| TASK GOAL |
If a line includes "BatchOutcome", copy it out of the entries.

| MATERIAL FOR THIS TASK |
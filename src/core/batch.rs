//! Bookkeeping for one conversion run over a fixed selection and format.

use super::error::ConvertError;
use super::format::TargetFormat;
use super::{ConversionProgress, DestinationItem, SourceItem};
use chrono::{DateTime, Local};

/// How a finished run ended.
#[derive(Debug)]
pub enum BatchOutcome {
    /// Every source was converted.
    Completed { converted: usize },
    /// The run stopped at the first failing item; later items were not attempted.
    Aborted {
        processed: usize,
        failed_item: Option<String>,
        error: ConvertError,
    },
}

pub struct BatchRun {
    sources: Vec<SourceItem>,
    format: TargetFormat,
    current: usize,
    destinations: Vec<DestinationItem>,
    started_at: DateTime<Local>,
}

impl BatchRun {
    pub fn new(sources: Vec<SourceItem>, format: TargetFormat) -> Self {
        Self {
            sources,
            format,
            current: 0,
            destinations: Vec::new(),
            started_at: Local::now(),
        }
    }

    pub fn format(&self) -> TargetFormat {
        self.format
    }

    pub fn total(&self) -> usize {
        self.sources.len()
    }

    pub fn processed(&self) -> usize {
        self.destinations.len()
    }

    /// The item to convert next, or `None` once every item has been handled.
    pub fn current_item(&self) -> Option<&SourceItem> {
        self.sources.get(self.current)
    }

    /// 1-based position of the current item, for status messages.
    pub fn position(&self) -> usize {
        self.current + 1
    }

    pub fn record_success(&mut self, destination: DestinationItem) {
        self.destinations.push(destination);
        self.current += 1;
    }

    pub fn progress(&self) -> ConversionProgress {
        ConversionProgress {
            processed: self.processed(),
            total: self.total(),
        }
    }

    /// Ends the run, successfully if no error is given.
    pub fn finish(self, error: Option<ConvertError>) -> BatchOutcome {
        let elapsed = Local::now() - self.started_at;
        match error {
            None => {
                tracing::info!(
                    "Batch of {} files finished in {} ms",
                    self.processed(),
                    elapsed.num_milliseconds()
                );
                BatchOutcome::Completed {
                    converted: self.processed(),
                }
            }
            Some(error) => {
                let failed_item = self.current_item().map(|s| s.display_name.clone());
                tracing::error!(
                    "Batch aborted after {} of {} files: {}",
                    self.processed(),
                    self.total(),
                    error
                );
                BatchOutcome::Aborted {
                    processed: self.processed(),
                    failed_item,
                    error,
                }
            }
        }
    }
}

| RESPONSE FOR THIS EXERCISE |
pub enum BatchOutcome {
    pub fn finish(self, error: Option<ConvertError>) -> BatchOutcome {
                BatchOutcome::Completed {
                BatchOutcome::Aborted {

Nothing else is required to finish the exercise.